La dolcezza che Anne gli stava riversando addosso anziché lenire le ferite, le riaprì tutte. Di netto, come il taglio di una lama affilata nelle mani di un macellaio esperto.
Louis, che aveva sentito le lacrime accumularsi agli angoli degli occhi, non capì cosa di quel lungo racconto lo avesse rotto di più. Si accorse solo di avere il viso bagnato, il respiro irregolare e il petto che faceva male.
«Io non... l'ho ricordato quasi subito ma... Dio, è tutta colpa mia, avrei dovuto dire la verità ma ero convinto che fosse morto e non potevo...»

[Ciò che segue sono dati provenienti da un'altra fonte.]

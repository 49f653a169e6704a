//! SimplyCRM CLI - a command-line front end for the SimplyCRM REST API.
//!
//! Every command goes through the resilient `ApiClient`, so authentication,
//! CSRF handling and throttling retries behave exactly as they do for any
//! other consumer of `simplycrm-core`. Notifications raised by the client
//! (session expiry, rate limiting) are printed to stderr.

use std::io;
use std::sync::Arc;

use anyhow::{Context, Result};
use clap::{Parser, Subcommand};
use tokio::sync::broadcast::{self, error::RecvError};
use tokio::task::JoinHandle;
use tracing::{info, warn};
use tracing_appender::non_blocking::WorkerGuard;
use tracing_subscriber::{fmt, prelude::*, EnvFilter};

use simplycrm_core::api::{LoginRequest, RequestOptions};
use simplycrm_core::{
    ApiClient, AuthApi, ClientConfig, FileTokenStore, KeyringTokenStore, Method, Notification,
    NotificationBus, SessionContext, TokenSlot,
};

/// Directory for a daily-rotated log file, in addition to stderr.
const ENV_LOG_DIR: &str = "SIMPLYCRM_LOG_DIR";

const LOG_FILE_PREFIX: &str = "simplycrm.log";

#[derive(Parser)]
#[command(name = "simplycrm", version, about = "Command-line client for the SimplyCRM REST API")]
struct Cli {
    /// Keep the session token in the OS keychain instead of the cache directory
    #[arg(long, global = true)]
    keyring: bool,

    #[command(subcommand)]
    command: Command,
}

#[derive(Subcommand)]
enum Command {
    /// Sign in and store the session token
    Login {
        username: String,
        /// Captcha response token, when the server requires one
        #[arg(long)]
        captcha_token: Option<String>,
    },
    /// Revoke the session token and forget it locally
    Logout,
    /// Show the signed-in user's profile
    Profile,
    /// Fetch (or reuse) a CSRF token and print it
    Csrf,
    /// Send an arbitrary request through the client
    Request {
        /// HTTP method, e.g. GET or POST
        method: String,
        /// Path relative to the API base URL, e.g. /deals/
        path: String,
        /// JSON request body
        #[arg(long)]
        data: Option<String>,
        /// Query parameter as key=value (repeatable)
        #[arg(long = "query", short = 'q')]
        query: Vec<String>,
    },
}

/// Initialize the tracing subscriber for logging
fn init_tracing() -> Option<WorkerGuard> {
    // Use RUST_LOG env var to control log level (e.g., RUST_LOG=debug)
    let filter = EnvFilter::try_from_default_env().unwrap_or_else(|_| EnvFilter::new("warn"));

    let (file_layer, guard) = match std::env::var(ENV_LOG_DIR) {
        Ok(dir) if !dir.trim().is_empty() => {
            let appender = tracing_appender::rolling::daily(dir, LOG_FILE_PREFIX);
            let (writer, guard) = tracing_appender::non_blocking(appender);
            (
                Some(fmt::layer().with_ansi(false).with_writer(writer)),
                Some(guard),
            )
        }
        _ => (None, None),
    };

    tracing_subscriber::registry()
        .with(fmt::layer().with_writer(io::stderr))
        .with(file_layer)
        .with(filter)
        .init();

    guard
}

#[tokio::main]
async fn main() -> Result<()> {
    // Load .env file if present (silently ignore if not found)
    let _ = dotenvy::dotenv();

    let cli = Cli::parse();
    let _log_guard = init_tracing();
    info!("SimplyCRM CLI starting");

    let config = ClientConfig::from_env();
    let tokens = if cli.keyring {
        TokenSlot::new(KeyringTokenStore::default())
    } else {
        TokenSlot::new(FileTokenStore::default_location()?)
    };
    if let Err(e) = tokens.bootstrap() {
        warn!(error = %e, "Ignoring unreadable saved session");
    }

    let notifications = NotificationBus::new();
    let printer = spawn_notification_printer(notifications.subscribe());
    let client = ApiClient::new(&config, Arc::new(SessionContext::new(tokens)), notifications)
        .context("Failed to create API client")?;

    // The printer exits once the client (and with it the bus) is dropped.
    let result = run(cli.command, client).await;
    let _ = printer.await;

    info!("SimplyCRM CLI shutting down");
    result
}

async fn run(command: Command, client: ApiClient) -> Result<()> {
    let auth = AuthApi::new(client.clone());

    match command {
        Command::Login {
            username,
            captcha_token,
        } => {
            let password = rpassword::prompt_password("Password: ")?;
            auth.login(&LoginRequest {
                username: username.clone(),
                password,
                captcha_token,
            })
            .await
            .context("Login failed")?;
            eprintln!("Logged in as {}", username);
        }
        Command::Logout => {
            if !client.session().tokens().is_authenticated() {
                eprintln!("Not logged in");
                return Ok(());
            }
            auth.logout().await.context("Token revocation failed")?;
            eprintln!("Logged out");
        }
        Command::Profile => {
            let profile = auth.profile().await.context("Failed to load profile")?;
            println!("{} <{}>", profile.display_name(), profile.email);
            if let Some(org) = &profile.organization {
                println!("Organization: {} ({})", org.name, org.slug);
            }
            for flag in &profile.feature_flags {
                println!("  [{}] {}", if flag.enabled { "x" } else { " " }, flag.code);
            }
        }
        Command::Csrf => {
            let token = client.csrf_token().await.context("Failed to obtain CSRF token")?;
            println!("{}", token);
        }
        Command::Request {
            method,
            path,
            data,
            query,
        } => {
            let method = Method::from_bytes(method.to_ascii_uppercase().as_bytes())
                .with_context(|| format!("Invalid HTTP method: {}", method))?;

            let mut options = RequestOptions::new();
            for pair in &query {
                let (key, value) = pair
                    .split_once('=')
                    .with_context(|| format!("Query parameter must be key=value: {}", pair))?;
                options = options.query(key, value);
            }
            if let Some(data) = data {
                let body: serde_json::Value =
                    serde_json::from_str(&data).context("Request body is not valid JSON")?;
                options = options.json(&body)?;
            }

            let response = client.request(method, &path, options).await?;
            eprintln!("{}", response.status());
            match response.json::<serde_json::Value>() {
                Ok(value) => println!("{}", serde_json::to_string_pretty(&value)?),
                Err(_) => println!("{}", response.text()),
            }
        }
    }

    Ok(())
}

fn spawn_notification_printer(mut rx: broadcast::Receiver<Notification>) -> JoinHandle<()> {
    tokio::spawn(async move {
        loop {
            match rx.recv().await {
                Ok(notification) => {
                    eprintln!(
                        "[{:?}] {}: {}",
                        notification.kind, notification.title, notification.message
                    );
                }
                Err(RecvError::Lagged(skipped)) => {
                    warn!(skipped, "Dropped notifications");
                }
                Err(RecvError::Closed) => break,
            }
        }
    })
}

Anne lo strinse tra le braccia prima che potesse spiegare e aspettò che si calmasse sussurrandogli che andava tutto bene, che niente era perduto. Non fece una piega quando Louis le raccontò di avere finto di non ricordarsi nulla per non dover rivivere quei momenti giorno dopo giorno. La maschera che si era messo era uno scudo dalle domande incessanti di psicologi e famigliari e, allo stesso tempo, una pena autoinflitta da scontare per non aver salvato il suo amico. Gli era sempre sembrato un giusto compromesso tra costi e benefici e se il senso di colpa aveva continuato a gravargli sulle spalle anche dopo che le domande erano terminate, continuava a pensare di meritarselo.
«Gliel'ho detto, a Harry» disse, la voce arrochita dal pianto, «che dovrebbe essere arrabbiato anche con me. Avrei potuto risparmiare un mare di dolore a tutti se solo non fossi stato così egoista e codardo».
«Nessuno può prevedere o controllare come reagire di fronte a un lutto».
Gli occhi di Louis scattarono in quelli di Anne spalancandosi.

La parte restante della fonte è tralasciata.